Material provided
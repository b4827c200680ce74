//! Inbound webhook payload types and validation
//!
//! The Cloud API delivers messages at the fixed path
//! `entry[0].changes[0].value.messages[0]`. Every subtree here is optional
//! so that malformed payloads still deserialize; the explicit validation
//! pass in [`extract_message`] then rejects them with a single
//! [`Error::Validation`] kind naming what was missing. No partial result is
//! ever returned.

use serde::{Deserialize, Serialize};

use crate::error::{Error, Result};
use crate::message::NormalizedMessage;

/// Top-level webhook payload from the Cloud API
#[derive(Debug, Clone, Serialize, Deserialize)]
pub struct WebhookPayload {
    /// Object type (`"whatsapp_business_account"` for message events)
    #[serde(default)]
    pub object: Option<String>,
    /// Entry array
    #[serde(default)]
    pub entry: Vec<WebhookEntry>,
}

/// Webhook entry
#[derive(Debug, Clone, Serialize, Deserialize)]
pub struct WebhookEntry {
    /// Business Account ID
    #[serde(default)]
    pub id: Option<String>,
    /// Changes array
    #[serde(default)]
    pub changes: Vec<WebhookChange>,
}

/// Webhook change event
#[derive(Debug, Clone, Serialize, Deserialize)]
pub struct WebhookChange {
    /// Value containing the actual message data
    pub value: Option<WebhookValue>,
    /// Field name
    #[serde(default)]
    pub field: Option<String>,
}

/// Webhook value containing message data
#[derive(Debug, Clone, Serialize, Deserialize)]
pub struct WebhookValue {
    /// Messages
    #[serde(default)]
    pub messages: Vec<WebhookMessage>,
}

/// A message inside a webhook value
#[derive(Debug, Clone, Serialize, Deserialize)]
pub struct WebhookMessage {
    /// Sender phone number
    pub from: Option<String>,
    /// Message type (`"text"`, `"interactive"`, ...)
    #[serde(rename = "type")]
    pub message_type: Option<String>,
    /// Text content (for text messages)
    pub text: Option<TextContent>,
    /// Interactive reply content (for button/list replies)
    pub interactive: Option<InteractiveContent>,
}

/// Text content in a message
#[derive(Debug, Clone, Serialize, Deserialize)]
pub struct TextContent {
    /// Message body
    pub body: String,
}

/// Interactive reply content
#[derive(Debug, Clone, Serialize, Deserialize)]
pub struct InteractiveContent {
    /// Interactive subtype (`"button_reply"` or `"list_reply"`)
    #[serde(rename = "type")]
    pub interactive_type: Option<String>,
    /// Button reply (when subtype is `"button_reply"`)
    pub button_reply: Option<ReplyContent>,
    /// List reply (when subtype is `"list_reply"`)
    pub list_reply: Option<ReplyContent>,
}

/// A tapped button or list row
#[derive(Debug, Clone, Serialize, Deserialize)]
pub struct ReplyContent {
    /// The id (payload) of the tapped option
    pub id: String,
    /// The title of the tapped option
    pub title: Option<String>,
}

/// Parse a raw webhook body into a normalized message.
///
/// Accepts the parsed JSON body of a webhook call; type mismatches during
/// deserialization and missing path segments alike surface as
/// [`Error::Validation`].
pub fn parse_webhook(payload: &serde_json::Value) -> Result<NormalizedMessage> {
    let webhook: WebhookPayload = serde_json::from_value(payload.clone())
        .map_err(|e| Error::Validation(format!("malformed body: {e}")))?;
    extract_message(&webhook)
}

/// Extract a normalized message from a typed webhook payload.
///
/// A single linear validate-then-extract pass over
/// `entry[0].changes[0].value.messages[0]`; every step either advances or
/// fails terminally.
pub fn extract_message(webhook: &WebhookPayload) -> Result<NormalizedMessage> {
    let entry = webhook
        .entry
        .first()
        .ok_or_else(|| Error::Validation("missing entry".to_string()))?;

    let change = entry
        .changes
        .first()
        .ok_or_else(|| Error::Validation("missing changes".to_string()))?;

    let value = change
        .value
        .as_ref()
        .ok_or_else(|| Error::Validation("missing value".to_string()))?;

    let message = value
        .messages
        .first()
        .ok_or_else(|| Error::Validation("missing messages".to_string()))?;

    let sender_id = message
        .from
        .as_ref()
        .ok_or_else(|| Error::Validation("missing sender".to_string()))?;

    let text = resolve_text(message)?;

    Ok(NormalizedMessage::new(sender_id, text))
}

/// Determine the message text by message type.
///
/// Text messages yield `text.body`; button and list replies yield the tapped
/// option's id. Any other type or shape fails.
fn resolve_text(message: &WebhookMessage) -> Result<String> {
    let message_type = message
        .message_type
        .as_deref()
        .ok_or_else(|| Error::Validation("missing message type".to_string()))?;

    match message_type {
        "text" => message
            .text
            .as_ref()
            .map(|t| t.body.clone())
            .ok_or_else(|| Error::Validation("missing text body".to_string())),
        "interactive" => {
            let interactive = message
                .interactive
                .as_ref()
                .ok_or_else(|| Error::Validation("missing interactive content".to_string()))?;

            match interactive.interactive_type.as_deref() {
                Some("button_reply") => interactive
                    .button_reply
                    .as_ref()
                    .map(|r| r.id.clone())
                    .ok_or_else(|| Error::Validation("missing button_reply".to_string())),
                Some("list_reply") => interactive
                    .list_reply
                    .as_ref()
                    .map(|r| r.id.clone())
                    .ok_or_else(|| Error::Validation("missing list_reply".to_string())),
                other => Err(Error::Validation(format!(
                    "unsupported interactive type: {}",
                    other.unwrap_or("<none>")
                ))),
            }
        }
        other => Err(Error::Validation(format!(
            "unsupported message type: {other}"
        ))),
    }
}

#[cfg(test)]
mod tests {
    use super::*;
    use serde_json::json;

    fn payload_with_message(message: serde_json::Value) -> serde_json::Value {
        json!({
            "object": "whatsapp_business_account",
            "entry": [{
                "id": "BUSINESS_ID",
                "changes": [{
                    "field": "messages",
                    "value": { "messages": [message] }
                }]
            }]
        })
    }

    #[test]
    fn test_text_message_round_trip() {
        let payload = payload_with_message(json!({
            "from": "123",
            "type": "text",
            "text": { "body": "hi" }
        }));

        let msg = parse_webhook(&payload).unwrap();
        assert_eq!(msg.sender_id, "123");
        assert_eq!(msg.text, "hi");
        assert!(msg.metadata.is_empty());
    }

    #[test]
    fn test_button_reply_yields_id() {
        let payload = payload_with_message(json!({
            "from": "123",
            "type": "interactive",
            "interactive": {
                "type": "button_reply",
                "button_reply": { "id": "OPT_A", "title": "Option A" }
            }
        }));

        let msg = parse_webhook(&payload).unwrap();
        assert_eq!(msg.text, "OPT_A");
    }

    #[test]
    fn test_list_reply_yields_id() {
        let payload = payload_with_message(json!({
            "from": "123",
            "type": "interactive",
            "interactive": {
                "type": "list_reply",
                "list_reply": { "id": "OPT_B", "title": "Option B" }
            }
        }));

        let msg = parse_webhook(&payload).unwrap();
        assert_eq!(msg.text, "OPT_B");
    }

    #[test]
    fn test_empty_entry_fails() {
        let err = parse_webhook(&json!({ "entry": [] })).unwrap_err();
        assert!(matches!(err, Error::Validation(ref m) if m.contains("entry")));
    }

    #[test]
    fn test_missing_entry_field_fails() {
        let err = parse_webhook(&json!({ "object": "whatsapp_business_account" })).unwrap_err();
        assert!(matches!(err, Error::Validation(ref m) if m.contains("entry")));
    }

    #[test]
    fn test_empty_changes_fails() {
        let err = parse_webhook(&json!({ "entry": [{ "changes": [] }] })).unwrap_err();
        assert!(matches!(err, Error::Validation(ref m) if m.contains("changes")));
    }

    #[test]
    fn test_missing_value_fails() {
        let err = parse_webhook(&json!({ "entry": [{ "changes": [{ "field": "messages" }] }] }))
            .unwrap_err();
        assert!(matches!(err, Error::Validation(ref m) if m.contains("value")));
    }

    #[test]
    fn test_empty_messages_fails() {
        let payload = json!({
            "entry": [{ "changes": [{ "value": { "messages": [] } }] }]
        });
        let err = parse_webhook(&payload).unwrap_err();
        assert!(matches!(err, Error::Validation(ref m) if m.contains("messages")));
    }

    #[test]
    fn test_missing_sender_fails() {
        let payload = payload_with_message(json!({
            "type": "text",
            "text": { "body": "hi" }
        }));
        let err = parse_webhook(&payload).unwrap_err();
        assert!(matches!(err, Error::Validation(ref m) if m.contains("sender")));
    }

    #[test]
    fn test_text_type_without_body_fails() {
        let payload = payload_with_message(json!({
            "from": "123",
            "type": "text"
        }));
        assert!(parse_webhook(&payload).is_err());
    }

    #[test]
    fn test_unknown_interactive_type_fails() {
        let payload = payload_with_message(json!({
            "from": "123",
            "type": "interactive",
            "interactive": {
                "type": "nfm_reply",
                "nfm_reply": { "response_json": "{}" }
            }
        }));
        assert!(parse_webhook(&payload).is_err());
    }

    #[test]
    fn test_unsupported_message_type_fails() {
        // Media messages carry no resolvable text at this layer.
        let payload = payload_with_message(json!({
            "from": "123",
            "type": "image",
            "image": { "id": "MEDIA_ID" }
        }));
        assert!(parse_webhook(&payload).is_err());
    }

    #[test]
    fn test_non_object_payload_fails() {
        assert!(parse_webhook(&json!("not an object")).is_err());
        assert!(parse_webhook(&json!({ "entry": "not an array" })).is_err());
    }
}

Work instruction
Your answer should be the lines above that contain the word "containing", copied out.

Result of this task
    /// Value containing the actual message data
/// Webhook value containing message data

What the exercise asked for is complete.